Re: [zionvier] Ask the NOOB [in reply to] Can't Post





zionvier wrote:I'm glad to see "Ask the n00b" has returned to the forefront. But I do have a question for you, why do I need to learn to tie a figure 8? I've been tieing bow knots in my shoelaces for years and I feel very confident with my ability to tie them correctly. Isn't it better to stick with the knots you know so that you don't make a mistake with a new knot you just learned? I don't want to get hurt and I figure accidentally tieing a figure 8 wrong could get me killed, so why not just stick with what I'm comfortable with?

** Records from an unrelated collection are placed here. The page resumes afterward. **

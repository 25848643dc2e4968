//! Busy-wait hint instruction, selected per architecture at build time.

/// Tells the CPU the current thread is in a spin-wait loop.
///
/// On x86/x86_64 this is `pause`, on aarch64/arm `yield`/`isb`, on riscv
/// `pause` (Zihintpause). Elsewhere it degrades to a compiler fence so the
/// polling load isn't hoisted out of the loop.
#[cfg(any(
    target_arch = "x86",
    target_arch = "x86_64",
    target_arch = "aarch64",
    target_arch = "arm",
    target_arch = "riscv32",
    target_arch = "riscv64",
))]
#[inline(always)]
pub fn hardware_idle_hint() {
    core::hint::spin_loop();
}

/// Tells the CPU the current thread is in a spin-wait loop.
#[cfg(not(any(
    target_arch = "x86",
    target_arch = "x86_64",
    target_arch = "aarch64",
    target_arch = "arm",
    target_arch = "riscv32",
    target_arch = "riscv64",
)))]
#[inline(always)]
pub fn hardware_idle_hint() {
    core::sync::atomic::compiler_fence(core::sync::atomic::Ordering::SeqCst);
}

/// Issues `hints` idle hints back to back.
#[inline]
pub(crate) fn spin_burst(hints: u32) {
    for _ in 0..hints {
        hardware_idle_hint();
    }
}
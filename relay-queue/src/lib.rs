//! # relay-queue
//!
//! Lock-free, fixed-capacity ring buffer queues for in-process data exchange
//! between threads, plus the idle-wait strategies a consumer uses while it
//! polls them.
//!
//! ## Features
//!
//! - **SPSC**: single-producer single-consumer queue. Lossless: a full queue
//!   hands the value back and the caller decides whether to retry or drop.
//! - **MPSC (drop)**: multi-producer single-consumer queue. Lossy: a full queue
//!   discards the value and counts it. Producers never block.
//! - **Wait strategies**: [`AdaptiveWait`] (spin → yield → sleep), plus the
//!   fixed [`SleepWait`] and [`SpinWait`] strategies it is measured against.
//! - **Run state**: [`AtomicRunState`], a single acquire/release state word
//!   for stop/pause signalling between the harness and consumer loops.
//!
//! ## Design Goals
//!
//! - No locks, no allocations after construction
//! - Capacity is a power of two; slots are addressed with a bitmask
//! - Cache-line isolation of `head`, `tail` and the drop counter
//! - Every cross-thread handoff is an explicit acquire/release pair
//!
//! ## Example
//!
//! ```
//! use relay_queue::{spsc, AdaptiveWait, WaitStrategy};
//! use std::thread;
//!
//! let (mut tx, mut rx) = spsc::channel::<u64>(1024).unwrap();
//!
//! let producer = thread::spawn(move || {
//!     for i in 0..100 {
//!         while tx.try_push(i).is_err() {
//!             std::hint::spin_loop();
//!         }
//!     }
//! });
//!
//! let mut wait = AdaptiveWait::new();
//! let mut received = Vec::new();
//! while received.len() < 100 {
//!     match rx.try_pop() {
//!         Some(v) => {
//!             received.push(v);
//!             wait.reset();
//!         }
//!         None => {
//!             wait.wait();
//!         }
//!     }
//! }
//!
//! producer.join().unwrap();
//! assert_eq!(received, (0..100).collect::<Vec<_>>());
//! ```

#![warn(missing_docs)]
#![warn(clippy::all)]
#![warn(clippy::pedantic)]
#![warn(clippy::nursery)]
#![allow(clippy::module_name_repetitions)]

mod error;
mod ring;
mod sync;

pub mod mpsc;
pub mod spsc;
pub mod state;
pub mod wait;

pub use error::{Error, Full, Result};
pub use state::{AtomicRunState, RunState};
pub use wait::{AdaptiveWait, Phase, SleepWait, SpinWait, WaitConfig, WaitStrategy};
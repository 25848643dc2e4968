//! Benchmarks for the SPSC queue.
//!
//! Compares relay-queue against rtrb and crossbeam-queue's ArrayQueue.

use std::hint::black_box;
use std::sync::Arc;
use std::thread;

use criterion::{BenchmarkId, Criterion, Throughput, criterion_group, criterion_main};
use crossbeam_queue::ArrayQueue;
use relay_queue::spsc;

#[allow(unused)]
#[derive(Debug, Clone, Copy)]
struct Medium([u64; 16]); // 128 bytes

// ============================================================================
// Single-threaded push+pop
// ============================================================================

fn bench_single_thread_latency(c: &mut Criterion) {
    let mut group = c.benchmark_group("spsc_single_thread");

    group.bench_function("relay_spsc/u64", |b| {
        let (mut tx, mut rx) = spsc::channel::<u64>(1024).unwrap();
        b.iter(|| {
            tx.try_push(black_box(42)).unwrap();
            black_box(rx.try_pop().unwrap())
        });
    });

    group.bench_function("rtrb/u64", |b| {
        let (mut tx, mut rx) = rtrb::RingBuffer::<u64>::new(1024);
        b.iter(|| {
            tx.push(black_box(42)).unwrap();
            black_box(rx.pop().unwrap())
        });
    });

    group.bench_function("crossbeam_array/u64", |b| {
        let q = ArrayQueue::<u64>::new(1024);
        b.iter(|| {
            q.push(black_box(42)).unwrap();
            black_box(q.pop().unwrap())
        });
    });

    group.bench_function("relay_spsc/128b", |b| {
        let (mut tx, mut rx) = spsc::channel::<Medium>(1024).unwrap();
        let msg = Medium([0; 16]);
        b.iter(|| {
            tx.try_push(black_box(msg)).unwrap();
            black_box(rx.try_pop().unwrap())
        });
    });

    group.bench_function("rtrb/128b", |b| {
        let (mut tx, mut rx) = rtrb::RingBuffer::<Medium>::new(1024);
        let msg = Medium([0; 16]);
        b.iter(|| {
            tx.push(black_box(msg)).unwrap();
            black_box(rx.pop().unwrap())
        });
    });

    group.finish();
}

// ============================================================================
// Burst fill then drain, single pop vs batch pop
// ============================================================================

fn bench_burst_drain(c: &mut Criterion) {
    let mut group = c.benchmark_group("spsc_burst_drain");

    for n in [64usize, 1024] {
        group.throughput(Throughput::Elements(n as u64));

        group.bench_with_input(BenchmarkId::new("try_pop", n), &n, |b, &n| {
            let (mut tx, mut rx) = spsc::channel::<u64>(n.next_power_of_two()).unwrap();
            b.iter(|| {
                for i in 0..n {
                    tx.try_push(black_box(i as u64)).unwrap();
                }
                for _ in 0..n {
                    black_box(rx.try_pop().unwrap());
                }
            });
        });

        group.bench_with_input(BenchmarkId::new("pop_batch", n), &n, |b, &n| {
            let (mut tx, mut rx) = spsc::channel::<u64>(n.next_power_of_two()).unwrap();
            let mut out = Vec::with_capacity(n);
            b.iter(|| {
                for i in 0..n {
                    tx.try_push(black_box(i as u64)).unwrap();
                }
                out.clear();
                black_box(rx.pop_batch(&mut out, n));
            });
        });
    }

    group.finish();
}

// ============================================================================
// One producer, one consumer, both spinning
// ============================================================================

fn bench_cross_thread_throughput(c: &mut Criterion) {
    const COUNT: u64 = 100_000;

    let mut group = c.benchmark_group("spsc_1p1c");
    group.throughput(Throughput::Elements(COUNT));
    group.sample_size(20);

    group.bench_function("relay_spsc", |b| {
        b.iter(|| {
            let (mut tx, mut rx) = spsc::channel::<u64>(1024).unwrap();

            let producer = thread::spawn(move || {
                for i in 0..COUNT {
                    let mut v = i;
                    while let Err(full) = tx.try_push(v) {
                        v = full.into_inner();
                        std::hint::spin_loop();
                    }
                }
            });

            let mut received = 0;
            while received < COUNT {
                match rx.try_pop() {
                    Some(v) => {
                        black_box(v);
                        received += 1;
                    }
                    None => std::hint::spin_loop(),
                }
            }

            producer.join().unwrap();
        });
    });

    group.bench_function("rtrb", |b| {
        b.iter(|| {
            let (mut tx, mut rx) = rtrb::RingBuffer::<u64>::new(1024);

            let producer = thread::spawn(move || {
                for i in 0..COUNT {
                    while tx.push(i).is_err() {
                        std::hint::spin_loop();
                    }
                }
            });

            let mut received = 0;
            while received < COUNT {
                match rx.pop() {
                    Ok(v) => {
                        black_box(v);
                        received += 1;
                    }
                    Err(_) => std::hint::spin_loop(),
                }
            }

            producer.join().unwrap();
        });
    });

    group.bench_function("crossbeam_array", |b| {
        b.iter(|| {
            let q = Arc::new(ArrayQueue::<u64>::new(1024));
            let producer_q = Arc::clone(&q);

            let producer = thread::spawn(move || {
                for i in 0..COUNT {
                    while producer_q.push(i).is_err() {
                        std::hint::spin_loop();
                    }
                }
            });

            let mut received = 0;
            while received < COUNT {
                match q.pop() {
                    Some(v) => {
                        black_box(v);
                        received += 1;
                    }
                    None => std::hint::spin_loop(),
                }
            }

            producer.join().unwrap();
        });
    });

    group.finish();
}

criterion_group!(
    benches,
    bench_single_thread_latency,
    bench_burst_drain,
    bench_cross_thread_throughput
);
criterion_main!(benches);
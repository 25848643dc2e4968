//! Single-producer single-consumer (SPSC) bounded queue.
//!
//! Lossless: when the queue is full, [`Producer::try_push`] hands the value
//! back and leaves the queue untouched. The caller decides whether to retry,
//! yield or drop.
//!
//! # Example
//!
//! ```
//! use relay_queue::spsc;
//!
//! let (mut tx, mut rx) = spsc::channel::<u64>(4).unwrap();
//!
//! for i in 1..=4 {
//!     tx.try_push(i).unwrap();
//! }
//! assert!(tx.try_push(5).is_err());
//!
//! assert_eq!(rx.try_pop(), Some(1));
//! tx.try_push(5).unwrap();
//! ```
//!
//! # Memory Ordering
//!
//! ```text
//! Producer:                              Consumer:
//! ─────────────────────                  ─────────────────────
//! load(tail, Relaxed)   own index        load(head, Relaxed)   own index
//! load(head, Acquire)   ◄─────┐   ┌───►  load(tail, Acquire)
//! write slot[tail]            │   │      read slot[head]
//! store(tail+1, Release) ─────┼───┘      store(head+1, Release)
//!                             └──────────────────┘
//! ```
//!
//! The release on `tail` paired with the consumer's acquire makes the slot
//! write visible before the slot is seen as present. The release on `head`
//! paired with the producer's acquire makes the slot free before it's reused.
//! Each index has exactly one writer, so no read-modify-write is needed.

use std::cell::Cell;
use std::fmt;
use std::marker::PhantomData;

use crate::error::{Full, Result};
use crate::ring::RingBuffer;
use crate::sync::Arc;

/// Creates an SPSC queue with exactly `capacity` slots.
///
/// # Errors
///
/// Returns [`Error::InvalidCapacity`](crate::Error::InvalidCapacity) unless
/// `capacity` is a non-zero power of two.
///
/// # Example
///
/// ```
/// use relay_queue::{spsc, Error};
///
/// assert!(matches!(
///     spsc::channel::<u64>(5),
///     Err(Error::InvalidCapacity { capacity: 5 })
/// ));
///
/// let (tx, _rx) = spsc::channel::<u64>(4096).unwrap();
/// assert_eq!(tx.capacity(), 4096);
/// ```
pub fn channel<T>(capacity: usize) -> Result<(Producer<T>, Consumer<T>)> {
    let ring = Arc::new(RingBuffer::new(capacity)?);
    tracing::debug!(capacity, "created spsc queue");

    Ok((
        Producer {
            ring: Arc::clone(&ring),
            _not_sync: PhantomData,
        },
        Consumer {
            ring,
            _not_sync: PhantomData,
        },
    ))
}

/// The push side of an SPSC queue.
///
/// `Send` but not `Sync` or `Clone`, and pushing takes `&mut self`, so there
/// is exactly one producer for the lifetime of the queue.
///
/// ```compile_fail
/// fn assert_sync<T: Sync>(_: &T) {}
/// let (tx, _rx) = relay_queue::spsc::channel::<u64>(4).unwrap();
/// assert_sync(&tx);
/// ```
pub struct Producer<T> {
    ring: Arc<RingBuffer<T>>,
    _not_sync: PhantomData<Cell<()>>,
}

impl<T> Producer<T> {
    /// Attempts to push a value.
    ///
    /// # Errors
    ///
    /// Returns `Err(Full(value))` without changing the queue if it is full.
    #[inline]
    pub fn try_push(&mut self, value: T) -> std::result::Result<(), Full<T>> {
        let Some(pos) = self.ring.reserve_write_exclusive() else {
            return Err(Full(value));
        };

        // Safety: we are the only producer and pos - head < capacity.
        unsafe { self.ring.write(pos, value) };
        self.ring.commit_write(pos.wrapping_add(1));
        Ok(())
    }

    /// Returns the capacity of the queue.
    #[inline]
    pub fn capacity(&self) -> usize {
        self.ring.capacity()
    }

    /// Returns the number of queued values.
    ///
    /// Note: This is a snapshot and may be immediately stale in concurrent contexts.
    #[inline]
    pub fn len(&self) -> usize {
        self.ring.len()
    }

    /// Returns `true` if the queue appears empty.
    #[inline]
    pub fn is_empty(&self) -> bool {
        self.len() == 0
    }
}

impl<T> fmt::Debug for Producer<T> {
    fn fmt(&self, f: &mut fmt::Formatter<'_>) -> fmt::Result {
        f.debug_struct("Producer")
            .field("capacity", &self.capacity())
            .field("len", &self.len())
            .finish_non_exhaustive()
    }
}

/// The pop side of an SPSC queue. `Send` but not `Sync`.
///
/// ```compile_fail
/// fn assert_sync<T: Sync>(_: &T) {}
/// let (_tx, rx) = relay_queue::spsc::channel::<u64>(4).unwrap();
/// assert_sync(&rx);
/// ```
pub struct Consumer<T> {
    ring: Arc<RingBuffer<T>>,
    _not_sync: PhantomData<Cell<()>>,
}

impl<T> Consumer<T> {
    /// Attempts to pop the oldest value. Returns `None` when empty.
    #[inline]
    pub fn try_pop(&mut self) -> Option<T> {
        let pos = self.ring.reserve_read()?;

        // Safety: we are the only consumer and pos < tail (acquired).
        let value = unsafe { self.ring.read(pos) };
        self.ring.commit_read(pos.wrapping_add(1));
        Some(value)
    }

    /// Pops up to `max` values into `out`, returning how many were moved.
    ///
    /// The whole batch is handed back to the producer with a single release
    /// store of `head`, instead of one per value.
    ///
    /// # Example
    ///
    /// ```
    /// use relay_queue::spsc;
    ///
    /// let (mut tx, mut rx) = spsc::channel::<u32>(8).unwrap();
    /// for i in 0..5 {
    ///     tx.try_push(i).unwrap();
    /// }
    ///
    /// let mut batch = Vec::new();
    /// assert_eq!(rx.pop_batch(&mut batch, 3), 3);
    /// assert_eq!(rx.pop_batch(&mut batch, 64), 2);
    /// assert_eq!(batch, vec![0, 1, 2, 3, 4]);
    /// ```
    pub fn pop_batch(&mut self, out: &mut Vec<T>, max: usize) -> usize {
        let (head, count) = self.ring.reserve_read_many(max);
        if count == 0 {
            return 0;
        }

        out.reserve(count);
        for i in 0..count {
            // Safety: every position in [head, head + count) is below the acquired tail.
            out.push(unsafe { self.ring.read(head.wrapping_add(i)) });
        }
        self.ring.commit_read(head.wrapping_add(count));
        count
    }

    /// Returns the capacity of the queue.
    #[inline]
    pub fn capacity(&self) -> usize {
        self.ring.capacity()
    }

    /// Returns the number of queued values.
    ///
    /// Note: This is a snapshot and may be immediately stale in concurrent contexts.
    #[inline]
    pub fn len(&self) -> usize {
        self.ring.len()
    }

    /// Returns `true` if the queue appears empty.
    #[inline]
    pub fn is_empty(&self) -> bool {
        self.len() == 0
    }
}

impl<T> fmt::Debug for Consumer<T> {
    fn fmt(&self, f: &mut fmt::Formatter<'_>) -> fmt::Result {
        f.debug_struct("Consumer")
            .field("capacity", &self.capacity())
            .field("len", &self.len())
            .finish_non_exhaustive()
    }
}

#[cfg(all(test, not(loom)))]
mod tests {
    use super::*;
    use crate::Error;

    #[test]
    fn capacity_four_scenario() {
        let (mut tx, mut rx) = channel::<u64>(4).unwrap();

        for i in 1..=4 {
            tx.try_push(i).unwrap();
        }
        assert_eq!(tx.try_push(5), Err(Full(5)));

        assert_eq!(rx.try_pop(), Some(1));
        tx.try_push(5).unwrap();

        for expected in 2..=5 {
            assert_eq!(rx.try_pop(), Some(expected));
        }
        assert_eq!(rx.len(), 0);
        assert_eq!(rx.try_pop(), None);
    }

    #[test]
    fn non_power_of_two_rejected() {
        assert!(matches!(
            channel::<u64>(5),
            Err(Error::InvalidCapacity { capacity: 5 })
        ));
        assert!(matches!(
            channel::<u64>(0),
            Err(Error::InvalidCapacity { capacity: 0 })
        ));
    }

    #[test]
    fn fill_4096_then_reject() {
        let (mut tx, rx) = channel::<u32>(4096).unwrap();

        for i in 0..4096 {
            tx.try_push(i).unwrap();
        }
        assert_eq!(tx.len(), 4096);
        assert_eq!(rx.len(), 4096);
        assert!(tx.try_push(4096).is_err());
    }

    #[test]
    fn fifo_order() {
        let (mut tx, mut rx) = channel::<u64>(16).unwrap();

        for i in 0..16 {
            tx.try_push(i).unwrap();
        }
        for i in 0..16 {
            assert_eq!(rx.try_pop(), Some(i));
        }
    }

    #[test]
    fn full_push_leaves_queue_untouched() {
        let (mut tx, mut rx) = channel::<String>(2).unwrap();

        tx.try_push("a".into()).unwrap();
        tx.try_push("b".into()).unwrap();

        let Err(Full(rejected)) = tx.try_push("c".into()) else {
            panic!("expected full");
        };
        assert_eq!(rejected, "c");
        assert_eq!(tx.len(), 2);

        assert_eq!(rx.try_pop().as_deref(), Some("a"));
        assert_eq!(rx.try_pop().as_deref(), Some("b"));
        assert_eq!(rx.try_pop(), None);
    }

    #[test]
    fn multiple_wraparounds() {
        let (mut tx, mut rx) = channel::<u64>(4).unwrap();

        for round in 0..50 {
            for i in 0..3 {
                tx.try_push(round * 10 + i).unwrap();
            }
            for i in 0..3 {
                assert_eq!(rx.try_pop(), Some(round * 10 + i));
            }
        }
        assert!(rx.is_empty());
    }

    #[test]
    fn pop_batch_respects_max_and_order() {
        let (mut tx, mut rx) = channel::<u64>(8).unwrap();
        let mut out = Vec::new();

        assert_eq!(rx.pop_batch(&mut out, 8), 0);

        for i in 0..8 {
            tx.try_push(i).unwrap();
        }
        assert_eq!(rx.pop_batch(&mut out, 5), 5);
        assert_eq!(out, vec![0, 1, 2, 3, 4]);

        // Space freed by the batch is reusable.
        for i in 8..13 {
            tx.try_push(i).unwrap();
        }
        out.clear();
        assert_eq!(rx.pop_batch(&mut out, usize::MAX), 8);
        assert_eq!(out, (5..13).collect::<Vec<_>>());
        assert!(rx.is_empty());
    }

    #[test]
    fn drop_releases_queued_values() {
        use std::sync::atomic::{AtomicUsize, Ordering};

        let drop_count = std::sync::Arc::new(AtomicUsize::new(0));

        #[derive(Debug)]
        struct DropCounter(std::sync::Arc<AtomicUsize>);
        impl Drop for DropCounter {
            fn drop(&mut self) {
                self.0.fetch_add(1, Ordering::SeqCst);
            }
        }

        let (mut tx, mut rx) = channel::<DropCounter>(8).unwrap();
        for _ in 0..3 {
            tx.try_push(DropCounter(std::sync::Arc::clone(&drop_count)))
                .unwrap();
        }

        drop(rx.try_pop());
        assert_eq!(drop_count.load(Ordering::SeqCst), 1);

        drop(tx);
        assert_eq!(drop_count.load(Ordering::SeqCst), 1);
        drop(rx);
        assert_eq!(drop_count.load(Ordering::SeqCst), 3);
    }

    #[test]
    fn handles_are_send() {
        fn assert_send<T: Send>() {}
        assert_send::<Producer<String>>();
        assert_send::<Consumer<String>>();
        assert_send::<crate::mpsc::Producer<String>>();
        assert_send::<crate::mpsc::Consumer<String>>();
    }

    #[test]
    fn cross_thread_fifo() {
        use std::thread;

        const COUNT: u64 = 100_000;

        let (mut tx, mut rx) = channel::<u64>(64).unwrap();

        let producer = thread::spawn(move || {
            for i in 0..COUNT {
                let mut value = i;
                while let Err(Full(v)) = tx.try_push(value) {
                    value = v;
                    std::hint::spin_loop();
                }
            }
        });

        let mut expected = 0;
        while expected < COUNT {
            if let Some(v) = rx.try_pop() {
                assert_eq!(v, expected);
                expected += 1;
            } else {
                std::hint::spin_loop();
            }
        }

        producer.join().unwrap();
        assert_eq!(rx.try_pop(), None);
    }
}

I used to climb with a guy named Sean. He was a sick strong boulderer, but could occasionally be pursuaded to don a man-diaper and ropegun some Rumney 5.12 ish, especially if it involved a dyno or it looked like the sort of thing Dave Graham would have climbed when he was...eight...or something. Anyhow, Sean was not terribly precise about his pre-climbing preparations. One day, I asked him about the bird's nest of uber-tangle hanging off the front of his harness, and he looked me in the eye and said..."If you can't tie a knot, tie a lot".


Word, broham.


I mean, let's face the facts here. All that check-and-double-check stuff that they teach you in the $24.99 belay test and day pass combo at Xtreme Rock N' Birthday Party down by the mall lasts about six seconds in the real world. It's war out there, brother. You thought Vietnam was bad when you..ummm...saw Platoon on TV? Charlie Sheen never had to deal with maybe short-roping a hypercaffinated testy leader on a 5.12x in the pouring rain from a crap stance while deciding which direction to jump into a ditch to try to keep your jimmy-legging partner from decking out because it seriously doesn't look like they're going to make that move...but at least when you land in the ditch you will squash some of the mosquitos covering 95% of your body, just hopefully not on some talus or a mound of fossilized dog poo. And at this exact moment, I achieve a state of zen-like calm and ascend into a warm place of enlightenment because I know that I have checked my climber's knot...and everything is going to be just fine.


...and people ask me why I don't sport climb any more. Oh, I don't know...no reason...


But, getting back to your question, the un-doubled shoelace-style friction slip knot seems perfectly appropriate for technical climbing applications. I mean, when was the last time your shoes ever came untied? It's been...sheesh, hours...right? If you're some sort of weak-kneed safety-a-holic, you can throw on a double knot or, better yet, get some of those plastic lace-grabby thingies that all the cool kids in chess club use. I scratched off the picture of Kermit the Frog and wrote Sharma4lyfe in white-out on mine...that's pretty cool, yo. The lace-style friction knot is also rumored to be the preferred method of gumb-to-twine attachment in the Shannon Foot Belay Way...a rogue offshoot of the mega-core Brake Hand Positioning and Orientation Relative to Belay Device forum.


Whichever knot solution you end up with, I'm sure it'll all work out ok. I mean, you totally weren't going to fall, anyway...right?


Allez. I use a 120M rope...it takes a lot of twine to tie a figure 888. Homard.